-- Record excerpts follows --

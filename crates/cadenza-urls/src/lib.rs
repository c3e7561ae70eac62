//! # Cadenza URLs
//!
//! The contract between the dispatcher and URL routing.
//!
//! A [`Router`] turns a request into an optional [`Route`]. The route's context
//! names the dispatch target (`_class` and `_method`) and may request a locale
//! (`_locale`). [`SimpleRouter`] is a small exact-path implementation suitable
//! for tests and tiny applications; real applications plug in their own.

mod route;
mod router;

pub use route::{CONTROLLER_KEY, LOCALE_KEY, METHOD_KEY, Route};
pub use router::{Router, SimpleRouter};
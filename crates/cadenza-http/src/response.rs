use bytes::Bytes;
use cadenza_exception::{Error, Result};
use http::header::{HeaderName, HeaderValue};
use http::{HeaderMap, StatusCode, Version};
use serde::Serialize;
use std::borrow::Cow;
use std::io::{self, Write};

/// HTTP Response representation
///
/// Every `with_*` method consumes the response and returns the updated value,
/// leaving unrelated fields as they were.
#[derive(Debug, Clone)]
pub struct Response {
	pub status: StatusCode,
	pub version: Version,
	pub headers: HeaderMap,
	pub body: Bytes,
	reason: Option<String>,
}

impl Response {
	/// Create a new Response with the given status code
	///
	/// # Examples
	///
	/// ```
	/// use cadenza_http::Response;
	/// use http::StatusCode;
	///
	/// let response = Response::new(StatusCode::ACCEPTED);
	/// assert_eq!(response.status, StatusCode::ACCEPTED);
	/// assert_eq!(response.reason_phrase(), "Accepted");
	/// assert!(response.body.is_empty());
	/// ```
	pub fn new(status: StatusCode) -> Self {
		Self {
			status,
			version: Version::HTTP_11,
			headers: HeaderMap::new(),
			body: Bytes::new(),
			reason: None,
		}
	}

	/// Create a Response with HTTP 200 OK status
	pub fn ok() -> Self {
		Self::new(StatusCode::OK)
	}

	/// Create a Response with HTTP 401 Unauthorized status
	pub fn unauthorized() -> Self {
		Self::new(StatusCode::UNAUTHORIZED)
	}

	/// Create a Response with HTTP 403 Forbidden status
	pub fn forbidden() -> Self {
		Self::new(StatusCode::FORBIDDEN)
	}

	/// Create a Response with HTTP 404 Not Found status
	pub fn not_found() -> Self {
		Self::new(StatusCode::NOT_FOUND)
	}

	/// Create a Response with HTTP 500 Internal Server Error status
	pub fn internal_server_error() -> Self {
		Self::new(StatusCode::INTERNAL_SERVER_ERROR)
	}

	/// Create a Response with HTTP 302 Found (temporary redirect)
	///
	/// # Examples
	///
	/// ```
	/// use cadenza_http::Response;
	/// use http::StatusCode;
	///
	/// let response = Response::temporary_redirect("/login");
	/// assert_eq!(response.status, StatusCode::FOUND);
	/// assert_eq!(response.headers.get("location").unwrap(), "/login");
	/// ```
	pub fn temporary_redirect(location: impl AsRef<str>) -> Self {
		Self::new(StatusCode::FOUND).with_header("location", location.as_ref())
	}

	/// Create an HTML response with the given status
	pub fn html(status: StatusCode, body: impl Into<Bytes>) -> Self {
		Self::new(status)
			.with_typed_header(
				http::header::CONTENT_TYPE,
				HeaderValue::from_static("text/html; charset=utf-8"),
			)
			.with_body(body)
	}

	/// Replace the status code
	pub fn with_status(mut self, status: StatusCode) -> Self {
		self.status = status;
		self
	}

	/// Set a custom reason phrase
	///
	/// The phrase is cut at the first control character so it cannot break out
	/// of the status line. An empty phrase falls back to the canonical one.
	///
	/// # Examples
	///
	/// ```
	/// use cadenza_http::Response;
	///
	/// let response = Response::not_found().with_reason("No Such Article");
	/// assert_eq!(response.reason_phrase(), "No Such Article");
	/// ```
	pub fn with_reason(mut self, reason: impl Into<String>) -> Self {
		let mut reason = reason.into();
		if let Some(end) = reason.find(char::is_control) {
			reason.truncate(end);
		}
		self.reason = (!reason.is_empty()).then_some(reason);
		self
	}

	/// Set the response body
	///
	/// # Examples
	///
	/// ```
	/// use cadenza_http::Response;
	/// use bytes::Bytes;
	///
	/// let response = Response::ok().with_body("Hello, World!");
	/// assert_eq!(response.body, Bytes::from("Hello, World!"));
	/// ```
	pub fn with_body(mut self, body: impl Into<Bytes>) -> Self {
		self.body = body.into();
		self
	}

	/// Set a header, replacing any existing values; invalid names or values are ignored
	pub fn with_header(mut self, name: &str, value: &str) -> Self {
		if let Ok(header_name) = HeaderName::from_bytes(name.as_bytes())
			&& let Ok(header_value) = HeaderValue::from_str(value)
		{
			self.headers.insert(header_name, header_value);
		}
		self
	}

	/// Append a header value, keeping existing values for the same name
	///
	/// # Examples
	///
	/// ```
	/// use cadenza_http::Response;
	///
	/// let response = Response::ok()
	///     .with_added_header("vary", "accept")
	///     .with_added_header("vary", "cookie");
	/// assert_eq!(response.headers.get_all("vary").iter().count(), 2);
	/// ```
	pub fn with_added_header(mut self, name: &str, value: &str) -> Self {
		if let Ok(header_name) = HeaderName::from_bytes(name.as_bytes())
			&& let Ok(header_value) = HeaderValue::from_str(value)
		{
			self.headers.append(header_name, header_value);
		}
		self
	}

	/// Set a header using typed HeaderName and HeaderValue
	pub fn with_typed_header(mut self, key: HeaderName, value: HeaderValue) -> Self {
		self.headers.insert(key, value);
		self
	}

	/// Set the response body to JSON and add the matching Content-Type header
	///
	/// # Examples
	///
	/// ```
	/// use cadenza_http::Response;
	/// use serde_json::json;
	///
	/// let response = Response::ok().with_json(&json!({"id": 1})).unwrap();
	/// assert_eq!(response.headers.get("content-type").unwrap(), "application/json");
	/// assert_eq!(response.body_text(), r#"{"id":1}"#);
	/// ```
	pub fn with_json<T: Serialize>(mut self, data: &T) -> Result<Self> {
		let json = serde_json::to_vec(data).map_err(|e| Error::Serialization(e.to_string()))?;
		self.body = Bytes::from(json);
		self.headers.insert(
			http::header::CONTENT_TYPE,
			HeaderValue::from_static("application/json"),
		);
		Ok(self)
	}

	/// Reason phrase: the custom one if set, otherwise the canonical phrase
	pub fn reason_phrase(&self) -> &str {
		self.reason
			.as_deref()
			.or_else(|| self.status.canonical_reason())
			.unwrap_or("")
	}

	/// Whether the status lies in `[200, 300)`
	pub fn is_success(&self) -> bool {
		self.status.is_success()
	}

	/// Body decoded as UTF-8, replacing invalid sequences
	pub fn body_text(&self) -> Cow<'_, str> {
		String::from_utf8_lossy(&self.body)
	}

	/// Write the response in HTTP/1.x wire form: status line, headers, blank line, body
	///
	/// Headers with several values are written once per value.
	///
	/// # Examples
	///
	/// ```
	/// use cadenza_http::Response;
	///
	/// let mut out = Vec::new();
	/// Response::ok()
	///     .with_header("x-app", "cadenza")
	///     .with_body("hi")
	///     .write_to(&mut out)
	///     .unwrap();
	///
	/// assert_eq!(out, b"HTTP/1.1 200 OK\r\nx-app: cadenza\r\n\r\nhi");
	/// ```
	pub fn write_to<W: Write + ?Sized>(&self, out: &mut W) -> io::Result<()> {
		write!(
			out,
			"{:?} {} {}\r\n",
			self.version,
			self.status.as_u16(),
			self.reason_phrase()
		)?;
		for (name, value) in &self.headers {
			out.write_all(name.as_str().as_bytes())?;
			out.write_all(b": ")?;
			out.write_all(value.as_bytes())?;
			out.write_all(b"\r\n")?;
		}
		out.write_all(b"\r\n")?;
		out.write_all(&self.body)?;
		out.flush()
	}
}

impl Default for Response {
	fn default() -> Self {
		Self::ok()
	}
}
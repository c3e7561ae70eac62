//! # Cadenza HTTP
//!
//! Value types exchanged between the dispatcher, controllers and error handlers.
//!
//! - [`Request`]: an incoming request (method, URI, headers, body) with a string
//!   keyed attribute bag. Requests are never mutated once built; helpers such as
//!   [`Request::with_attribute`] return a new value.
//! - [`Response`]: status, reason phrase, headers and body. Every transformation
//!   consumes the response and returns the updated value, so a pipeline stage
//!   always rebinds its working response.
//! - [`Handler`]: anything that turns a request into a response.

pub mod handler;
pub mod request;
pub mod response;

pub use handler::Handler;
pub use request::{Request, RequestBuilder};
pub use response::Response;

// Re-export error types for consistency across the framework
pub use cadenza_exception::{Error, HttpException, Result};
//! Factory registries and the named service container.

pub use cadenza_di::*;
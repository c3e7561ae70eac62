//! Three-tier error handler fallback
//!
//! 1. The handler configured under `errors.<status>`, else `errors.default`,
//!    built through the [`ErrorHandlerRegistry`]. Unknown or missing identifiers
//!    select [`DEFAULT_ERROR_HANDLER`].
//! 2. A [`DefaultErrorHandler`] built directly, without the container.
//! 3. A static HTML page assembled from literals, which cannot fail.
//!
//! Each tier runs only if the previous one failed or panicked.

use crate::error_handler::{DEFAULT_ERROR_HANDLER, DefaultErrorHandler, ErrorHandler, ErrorHandlerRegistry};
use crate::guard::{catch_panic, catch_panic_sync, container_error};
use cadenza_conf::Settings;
use cadenza_di::ServiceContainer;
use cadenza_http::{HttpException, Request, Response, Result};
use cadenza_template::TemplateRenderer;
use http::StatusCode;
use std::sync::Arc;
use tracing::{debug, error, warn};

/// Message of the inline page when debug output is off
pub const FALLBACK_MESSAGE: &str = "Looks like we're having some server issues.";

/// Build the last-resort error page
///
/// Always a 500. In debug mode the body shows the exception with its cause
/// chain instead of the generic message.
///
/// # Examples
///
/// ```
/// use cadenza_dispatch::resolver::{FALLBACK_MESSAGE, fallback_page};
/// use cadenza_http::HttpException;
///
/// let response = fallback_page(&HttpException::not_found(), false);
/// assert_eq!(response.status.as_u16(), 500);
/// assert!(response.body_text().contains(FALLBACK_MESSAGE));
///
/// let response = fallback_page(&HttpException::not_found(), true);
/// assert!(response.body_text().contains("<pre>[404] Not Found</pre>"));
/// ```
pub fn fallback_page(exception: &HttpException, debug: bool) -> Response {
	let detail = if debug {
		format!("<pre>{exception:#}</pre>")
	} else {
		format!("<p>{FALLBACK_MESSAGE}</p>")
	};
	let body = format!(
		"<html lang='en'><body><h1>Internal Server Error</h1>{detail}</body></html>"
	);

	Response::html(StatusCode::INTERNAL_SERVER_ERROR, body)
}

/// Selects and runs the error handler for an exception
pub struct ErrorHandlerResolver {
	settings: Arc<Settings>,
	services: ServiceContainer,
	handlers: ErrorHandlerRegistry,
	renderer: Arc<dyn TemplateRenderer>,
}

impl ErrorHandlerResolver {
	pub fn new(
		settings: Arc<Settings>,
		services: ServiceContainer,
		handlers: ErrorHandlerRegistry,
		renderer: Arc<dyn TemplateRenderer>,
	) -> Self {
		Self {
			settings,
			services,
			handlers,
			renderer,
		}
	}

	/// Identifier configured for `status`, falling back to `errors.default`
	///
	/// Empty or non-string values count as "not configured".
	pub fn configured_handler(&self, status: u16) -> Option<&str> {
		self.settings
			.get(&format!("errors.{status}"))
			.or_else(|| self.settings.get("errors.default"))
			.and_then(|value| value.as_str())
			.filter(|id| !id.is_empty())
	}

	/// Identifier tier 1 will instantiate for `status`
	pub fn handler_id(&self, status: u16) -> &str {
		match self.configured_handler(status) {
			Some(id) if self.handlers.contains(id) => id,
			Some(id) => {
				warn!(handler = id, status, "unknown error handler, using the default one");
				DEFAULT_ERROR_HANDLER
			}
			None => DEFAULT_ERROR_HANDLER,
		}
	}

	pub fn handlers(&self) -> &ErrorHandlerRegistry {
		&self.handlers
	}

	/// Turn `exception` into a response; never fails
	pub async fn resolve(&self, request: &Request, exception: &HttpException) -> Response {
		let status = exception.status_code();

		match self.configured(request, exception).await {
			Ok(response) => return response,
			Err(e) => warn!(status, error = %e, "configured error handler failed"),
		}

		match self.builtin(request, exception).await {
			Ok(response) => return response,
			Err(e) => warn!(status, error = %e, "default error handler failed"),
		}

		// Settings::debug reports a malformed flag as an error; that is not debug.
		let debug = self.settings.debug().unwrap_or(false);
		error!(status, exception = %exception, "serving inline error page");
		fallback_page(exception, debug)
	}

	async fn configured(&self, request: &Request, exception: &HttpException) -> Result<Response> {
		let id = self.handler_id(exception.status_code());
		debug!(handler = id, status = exception.status_code(), "resolving error handler");

		let handler = catch_panic_sync(|| {
			self.handlers
				.resolve(id, &self.services)
				.map_err(container_error)
		})?;
		catch_panic(handler.handle(request, exception)).await
	}

	async fn builtin(&self, request: &Request, exception: &HttpException) -> Result<Response> {
		let handler = DefaultErrorHandler::new(Arc::clone(&self.renderer))
			.with_debug(self.settings.debug().unwrap_or(false));
		catch_panic(handler.handle(request, exception)).await
	}
}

-- Record excerpts concluded --

# [Problem to work on]
Some of the data mentions "filename". Copy every line where it does.

# [Solution for this task]
filename crates/cadenza-urls/src/lib.rs
filename crates/cadenza-http/src/response.rs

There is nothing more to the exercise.